*Required action*
Every entry must be echoed exactly.

*Dataset records*

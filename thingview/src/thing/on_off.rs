use serde_json::Value;
use thingview_common::ThingDescription;

use super::{Capability, ON_SLOT, bind_slots, on_state, toggle};

#[derive(Debug, Default)]
pub struct OnOffSwitch {
    on_property: Option<String>,
    on: Option<bool>,
}

impl Capability for OnOffSwitch {
    fn find_properties(&mut self, description: &ThingDescription) {
        let [on] = bind_slots(description, [ON_SLOT]);
        self.on_property = on;
    }

    fn update_property(&mut self, name: &str, value: Option<&Value>) {
        if self.on_property.as_deref() == Some(name) {
            self.on = value.and_then(Value::as_bool);
        }
    }

    fn icon_view(&self) -> String {
        format!(
            r#"<webthing-on-off-switch-capability data-state="{}"></webthing-on-off-switch-capability>"#,
            on_state(self.on)
        )
    }

    fn click(&self) -> Option<(&str, Value)> {
        toggle(self.on_property.as_ref(), self.on)
    }
}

*Reply to the task*
filename thingview/src/thing/on_off.rs
use serde_json::Value;
use thingview_common::ThingDescription;

use super::{Capability, ON_SLOT, bind_slots, on_state, toggle};

#[derive(Debug, Default)]
pub struct OnOffSwitch {
    on_property: Option<String>,
    on: Option<bool>,
}

impl Capability for OnOffSwitch {
    fn find_properties(&mut self, description: &ThingDescription) {
        let [on] = bind_slots(description, [ON_SLOT]);
        self.on_property = on;
    }

    fn update_property(&mut self, name: &str, value: Option<&Value>) {
        if self.on_property.as_deref() == Some(name) {
            self.on = value.and_then(Value::as_bool);
        }
    }

    fn icon_view(&self) -> String {
        format!(
            r#"<webthing-on-off-switch-capability data-state="{}"></webthing-on-off-switch-capability>"#,
            on_state(self.on)
        )
    }

    fn click(&self) -> Option<(&str, Value)> {
        toggle(self.on_property.as_ref(), self.on)
    }
}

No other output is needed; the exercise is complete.